[DocDB] Improve the leaderless tablet endpoint #17570

Huqicheng · 2023-05-26T14:59:09Z

Jira Link: DB-6717

Description

Issue #15746 has added the leader lease info to the tserver-master heartbeat tablet metrics.
Based on that, we can tell if the tablet leader has a valid leader lease. Also to reduce false positive, only treat
the leaders that have no valid lease for consecutive N heartbeats as leaderless.

But there's a gap between what is showing on the leaderless tablet endpoint and the actual leaderless tablets.
Assume that we have node 1,2,3 and tablet leader is on node1. From master's view, the tablet has a valid leader with valid lease, node1.
Then node1 and node2 crashed. Node1 cannot send any new heartbeats to master, so the master can't rely on the consecutive N heartbeats method to capture it as leaderless.
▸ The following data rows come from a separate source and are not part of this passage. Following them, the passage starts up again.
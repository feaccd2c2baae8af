//! Step-sequenced input flows.
//!
//! A [`Wizard`] is built from step specs and a completion binding, then
//! opened with a context (the release being upgraded, the chart being
//! installed, ...). It never talks to the dispatcher itself: [`Wizard::advance`]
//! tells the owning tab what happened and the tab turns that into effects.

use super::actions::{EditorRequest, Operation};
use crate::ui::components::text_input::TextInput;
use std::time::Duration;

/// Decision of a branch step for a recognized value.
#[derive(Debug, Clone, PartialEq, Eq)]
pub enum Branch {
    Continue,
    /// Open the editor, then continue with the next step
    Edit(EditorRequest),
}

/// Branch function: `None` for an unrecognized value.
pub type BranchFn<C> = fn(&C, &[String], &str) -> Option<Branch>;

/// Rejects a step's value with the reason shown to the user.
pub type CheckFn = fn(&str) -> Result<(), String>;

/// Builds the operation issued by the terminal step.
pub type CompleteFn<C> = fn(&C, &[String]) -> Operation;

pub enum StepKind<C> {
    Text,
    /// Text with debounced suggestions
    Suggest,
    Branch(BranchFn<C>),
    /// Terminal step, its value is ignored
    Confirm,
}

struct WizardStep<C> {
    kind: StepKind<C>,
    input: TextInput,
    check: Option<CheckFn>,
}

/// Result of [`Wizard::advance`].
#[derive(Debug, Clone, PartialEq, Eq)]
pub enum Advance {
    /// Now on this step
    Moved(usize),
    /// Unrecognized branch value, nothing changed
    Parked,
    /// Run the editor; [`Wizard::resume`] continues afterwards
    Suspend(EditorRequest),
    /// Issue this operation. The wizard is already reset.
    Complete(Operation),
    Inactive,
}

pub struct Wizard<C> {
    title: &'static str,
    steps: Vec<WizardStep<C>>,
    current: usize,
    context: Option<C>,
    complete: CompleteFn<C>,
    debounce: Duration,
    error: Option<String>,
}

impl<C> Wizard<C> {
    pub fn new(title: &'static str, complete: CompleteFn<C>, debounce: Duration) -> Self {
        Self {
            title,
            steps: Vec::new(),
            current: 0,
            context: None,
            complete,
            debounce,
            error: None,
        }
    }

    /// Append a step.
    pub fn step(mut self, prompt: &'static str, kind: StepKind<C>) -> Self {
        let input = match kind {
            StepKind::Suggest => TextInput::with_suggestions(prompt, self.debounce),
            _ => TextInput::new(prompt),
        };
        self.steps.push(WizardStep {
            kind,
            input,
            check: None,
        });
        self
    }

    /// Validate the value of the step added last before the wizard moves on.
    pub fn checked(mut self, check: CheckFn) -> Self {
        if let Some(step) = self.steps.last_mut() {
            step.check = Some(check);
        }
        self
    }

    pub fn title(&self) -> &'static str {
        self.title
    }

    /// Open on step 0 with `context`.
    pub fn open(&mut self, context: C) {
        self.reset();
        self.context = Some(context);
        if let Some(step) = self.steps.first_mut() {
            step.input.on_focus();
        }
    }

    pub fn is_active(&self) -> bool {
        self.context.is_some()
    }

    pub fn context(&self) -> Option<&C> {
        self.context.as_ref()
    }

    pub fn current(&self) -> usize {
        self.current
    }

    pub fn step_count(&self) -> usize {
        self.steps.len()
    }

    pub fn values(&self) -> Vec<String> {
        self.steps.iter().map(|s| s.input.value().trim().to_string()).collect()
    }

    pub fn error(&self) -> Option<&str> {
        self.error.as_deref()
    }

    pub fn input(&self, step: usize) -> Option<&TextInput> {
        self.steps.get(step).map(|s| &s.input)
    }

    pub fn input_mut(&mut self, step: usize) -> Option<&mut TextInput> {
        self.steps.get_mut(step).map(|s| &mut s.input)
    }

    /// Input of the step holding focus.
    pub fn current_input_mut(&mut self) -> Option<&mut TextInput> {
        if !self.is_active() {
            return None;
        }
        self.input_mut(self.current)
    }

    /// Current step looks up suggestions.
    pub fn current_suggests(&self) -> bool {
        self.is_active() && matches!(self.steps.get(self.current).map(|s| &s.kind), Some(StepKind::Suggest))
    }

    /// Inputs completed so far and the one being edited.
    pub fn visible_inputs(&self) -> impl Iterator<Item = &TextInput> {
        let shown = if self.is_active() { self.current + 1 } else { 0 };
        self.steps.iter().take(shown).map(|s| &s.input)
    }

    pub fn advance(&mut self) -> Advance {
        let Some(context) = &self.context else {
            return Advance::Inactive;
        };

        let values = self.values();
        // Every answered step is re-checked, the terminal one included
        let failed = self
            .steps
            .iter()
            .take(self.current + 1)
            .zip(&values)
            .find_map(|(step, value)| step.check.and_then(|check| check(value).err()));
        if let Some(reason) = failed {
            self.error = Some(reason);
            return Advance::Parked;
        }

        if self.current + 1 >= self.steps.len() {
            let operation = (self.complete)(context, &values);
            self.reset();
            return Advance::Complete(operation);
        }

        let decision = match &self.steps[self.current].kind {
            StepKind::Branch(branch) => branch(context, &values, &values[self.current]),
            StepKind::Text | StepKind::Suggest | StepKind::Confirm => Some(Branch::Continue),
        };

        match decision {
            None => Advance::Parked,
            Some(Branch::Continue) => self.move_to(self.current + 1),
            Some(Branch::Edit(request)) => {
                self.error = None;
                Advance::Suspend(request)
            }
        }
    }

    /// Editor finished: move past the branch step, or report why it could not open.
    pub fn resume(&mut self, result: Result<(), String>) -> Advance {
        if !self.is_active() {
            return Advance::Inactive;
        }
        match result {
            Ok(()) => self.move_to(self.current + 1),
            Err(reason) => {
                self.error = Some(reason);
                Advance::Parked
            }
        }
    }

    fn move_to(&mut self, index: usize) -> Advance {
        self.error = None;
        if let Some(step) = self.steps.get_mut(self.current) {
            step.input.on_blur();
        }
        self.current = index.min(self.steps.len().saturating_sub(1));
        if let Some(step) = self.steps.get_mut(self.current) {
            step.input.on_focus();
        }
        Advance::Moved(self.current)
    }

    pub fn cancel(&mut self) {
        self.reset();
    }

    fn reset(&mut self) {
        self.current = 0;
        self.context = None;
        self.error = None;
        for step in &mut self.steps {
            step.input.clear();
            step.input.on_blur();
        }
    }
}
To capture such leaderless tablets, the potential solution is:
Since the tserver has leader hybrid time lease sent to the master, the master can check if the ht lease is too old.
There's a case that can have false positive: node 1,2,3 and node1 is the leader. node1 cannot talk to the master for some reason but it can replicate to followers. In this case, the lease on master could be too old but actually the raft group is healthy. So we can add some special mark (e.g. red '*') to a tablet leader that is lease too old to suggest that there is a possibility to be a false positive.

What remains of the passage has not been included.